Problem to solve:
Search the data for the word "syntax". Reproduce every line where it is found.

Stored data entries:

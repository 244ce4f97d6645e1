use serde::de::DeserializeOwned;
use serde::{Deserialize, Serialize};
use std::fs;
use std::net::SocketAddr;
use std::path::{Path, PathBuf};
use std::time::Duration;
use thiserror::Error;

pub mod policy;

pub use policy::{Action, ParseActionError, PolicySet, RawPolicy, WildcardRule};

/// Errors produced while loading proxy or policy configuration.
#[derive(Debug, Error)]
pub enum ConfigError {
    #[error("failed to read {}: {source}", .path.display())]
    Read {
        path: PathBuf,
        #[source]
        source: std::io::Error,
    },

    #[error("invalid YAML: {0}")]
    Yaml(#[from] serde_yaml_ng::Error),

    #[error("invalid JSON: {0}")]
    Json(#[from] serde_json::Error),

    #[error("invalid configuration: {0}")]
    Invalid(String),
}

/// On-disk syntax of a configuration document.
#[derive(Debug, Clone, Copy, PartialEq, Eq)]
pub enum Format {
    Yaml,
    Json,
}

impl Format {
    /// Picks the syntax from the file extension; anything but `.json` is YAML.
    pub fn from_path(path: &Path) -> Self {
        match path.extension().and_then(|ext| ext.to_str()) {
            Some(ext) if ext.eq_ignore_ascii_case("json") => Format::Json,
            _ => Format::Yaml,
        }
    }
}

pub(crate) fn read_file(path: &Path) -> Result<String, ConfigError> {
    fs::read_to_string(path).map_err(|source| ConfigError::Read {
        path: path.to_path_buf(),
        source,
    })
}

pub(crate) fn deserialize<T: DeserializeOwned>(
    contents: &str,
    format: Format,
) -> Result<T, ConfigError> {
    match format {
        Format::Yaml => Ok(serde_yaml_ng::from_str(contents)?),
        Format::Json => Ok(serde_json::from_str(contents)?),
    }
}

/// Regolith proxy configuration.
///
/// Defines where the proxy listens, where the permission policy lives,
/// outbound timeouts and the optional metrics endpoint.
#[derive(Debug, Clone, Serialize, Deserialize)]
pub struct Config {
    /// List of addresses to listen on (e.g., "127.0.0.1:3128", "[::1]:3128")
    pub listen_addrs: Vec<String>,
    /// Path of the permission policy file (default: "perm.json")
    #[serde(default = "default_permissions")]
    pub permissions: PathBuf,
    /// Outbound timeout configuration
    #[serde(default)]
    pub timeouts: Timeouts,
    /// Prometheus metrics configuration
    #[serde(default)]
    pub metrics: Metrics,
    /// Nameserver used for every outbound lookup instead of the system
    /// resolver (e.g., "127.0.0.1:53")
    #[serde(default, alias = "DNSResolver")]
    pub dns_resolver: Option<SocketAddr>,
}

fn default_permissions() -> PathBuf {
    PathBuf::from("perm.json")
}

/// Timeout settings for outbound operations (all values in seconds).
#[derive(Debug, Clone, Serialize, Deserialize)]
pub struct Timeouts {
    /// Maximum time to establish a CONNECT tunnel to the origin (default: 10s)
    #[serde(default = "default_timeout")]
    pub connect: u64,
    /// Maximum time for a forwarded request, response body included (default: 10s)
    #[serde(default = "default_timeout")]
    pub request: u64,
}

fn default_timeout() -> u64 {
    10
}

impl Default for Timeouts {
    fn default() -> Self {
        Self {
            connect: default_timeout(),
            request: default_timeout(),
        }
    }
}

impl Timeouts {
    pub fn connect_timeout(&self) -> Duration {
        Duration::from_secs(self.connect)
    }

    pub fn request_timeout(&self) -> Duration {
        Duration::from_secs(self.request)
    }
}

/// Prometheus metrics server configuration.
#[derive(Debug, Clone, Serialize, Deserialize)]
pub struct Metrics {
    /// Whether to enable metrics collection
    #[serde(default)]
    pub enabled: bool,
    /// Address to bind metrics HTTP server (e.g., "127.0.0.1:9000")
    #[serde(default = "default_metrics_address")]
    pub address: String,
}

fn default_metrics_address() -> String {
    "127.0.0.1:9000".to_string()
}

impl Default for Metrics {
    fn default() -> Self {
        Self {
            enabled: false,
            address: default_metrics_address(),
        }
    }
}

impl Config {
    /// Loads and validates configuration from a YAML or JSON file.
    ///
    /// The syntax is picked from the extension, see [`Format::from_path`].
    ///
    /// # Examples
    ///
    /// ```no_run
    /// use regolith_config::Config;
    /// use std::path::Path;
    ///
    /// let config = Config::from_file(Path::new("config.yaml")).unwrap();
    /// ```
    pub fn from_file(path: &Path) -> Result<Self, ConfigError> {
        let contents = read_file(path)?;
        let config: Config = deserialize(&contents, Format::from_path(path))?;
        config.validate()?;
        Ok(config)
    }

    /// Parses configuration from a YAML string without validating it.
    ///
    /// # Examples
    ///
    /// ```
    /// use regolith_config::Config;
    ///
    /// let yaml = r#"
    /// listen_addrs:
    ///   - "127.0.0.1:3128"
    /// permissions: "/etc/regolith/perm.json"
    /// "#;
    ///
    /// let config = Config::parse(yaml).unwrap();
    /// assert_eq!(config.listen_addrs[0], "127.0.0.1:3128");
    /// assert_eq!(config.timeouts.connect, 10);
    /// ```
    pub fn parse(contents: &str) -> Result<Self, ConfigError> {
        deserialize(contents, Format::Yaml)
    }

    /// Checks the values serde cannot: listen addresses and timeouts.
    pub fn validate(&self) -> Result<(), ConfigError> {
        if self.listen_addrs.is_empty() {
            return Err(ConfigError::Invalid(
                "listen_addrs must contain at least one address".to_string(),
            ));
        }
        for addr in &self.listen_addrs {
            addr.parse::<SocketAddr>().map_err(|e| {
                ConfigError::Invalid(format!("listen address {:?}: {}", addr, e))
            })?;
        }
        if self.timeouts.connect == 0 || self.timeouts.request == 0 {
            return Err(ConfigError::Invalid(
                "timeouts must be at least one second".to_string(),
            ));
        }
        if self.metrics.enabled {
            self.metrics.address.parse::<SocketAddr>().map_err(|e| {
                ConfigError::Invalid(format!(
                    "metrics address {:?}: {}",
                    self.metrics.address, e
                ))
            })?;
        }
        Ok(())
    }
}

#[cfg(test)]
mod tests {
    use super::*;

    #[test]
    fn test_valid_config_parsing() {
        let yaml = r#"
listen_addrs:
  - "127.0.0.1:3128"
  - "[::1]:3128"
permissions: "/etc/regolith/perm.yaml"
timeouts:
  connect: 5
  request: 30
metrics:
  enabled: true
  address: "127.0.0.1:9000"
"#;
        let config = Config::parse(yaml).unwrap();
        assert_eq!(config.listen_addrs.len(), 2);
        assert_eq!(config.listen_addrs[1], "[::1]:3128");
        assert_eq!(config.permissions, PathBuf::from("/etc/regolith/perm.yaml"));
        assert_eq!(config.timeouts.connect_timeout(), Duration::from_secs(5));
        assert_eq!(config.timeouts.request_timeout(), Duration::from_secs(30));
        assert!(config.metrics.enabled);
        assert!(config.dns_resolver.is_none());
        assert!(config.validate().is_ok());
    }

    #[test]
    fn test_dns_resolver_parsing() {
        let config = Config::parse(
            "listen_addrs: [\"127.0.0.1:3128\"]\ndns_resolver: \"[2001:db8::53]:5353\"\n",
        )
        .unwrap();
        let resolver = config.dns_resolver.unwrap();
        assert_eq!(resolver.port(), 5353);
        assert!(resolver.is_ipv6());

        // A bare host is not a nameserver address
        assert!(Config::parse("listen_addrs: [\"127.0.0.1:3128\"]\ndns_resolver: dns.local\n").is_err());
    }

    #[test]
    fn test_defaults_applied() {
        let config = Config::parse("listen_addrs: [\"127.0.0.1:3128\"]").unwrap();
        assert_eq!(config.permissions, PathBuf::from("perm.json"));
        assert_eq!(config.timeouts.connect, 10);
        assert_eq!(config.timeouts.request, 10);
        assert!(!config.metrics.enabled);
        assert_eq!(config.metrics.address, "127.0.0.1:9000");
    }

    #[test]
    fn test_missing_listen_addrs() {
        assert!(Config::parse("permissions: perm.json").is_err());
    }

    #[test]
    fn test_validate_rejects_bad_values() {
        let empty = Config::parse("listen_addrs: []").unwrap();
        assert!(matches!(empty.validate(), Err(ConfigError::Invalid(_))));

        let bad_addr = Config::parse("listen_addrs: [\"localhost\"]").unwrap();
        assert!(bad_addr.validate().is_err());

        let zero = Config::parse(
            "listen_addrs: [\"127.0.0.1:3128\"]\ntimeouts:\n  connect: 0\n  request: 10\n",
        )
        .unwrap();
        assert!(zero.validate().is_err());
    }

    #[test]
    fn test_invalid_yaml() {
        let result = Config::parse("invalid: yaml: content: ::::");
        assert!(matches!(result, Err(ConfigError::Yaml(_))));
    }

    #[test]
    fn test_format_from_path() {
        assert_eq!(Format::from_path(Path::new("perm.json")), Format::Json);
        assert_eq!(Format::from_path(Path::new("PERM.JSON")), Format::Json);
        assert_eq!(Format::from_path(Path::new("perm.yaml")), Format::Yaml);
        assert_eq!(Format::from_path(Path::new("perm")), Format::Yaml);
    }
}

Task solution:
/// On-disk syntax of a configuration document.
    /// Picks the syntax from the file extension; anything but `.json` is YAML.
    /// The syntax is picked from the extension, see [`Format::from_path`].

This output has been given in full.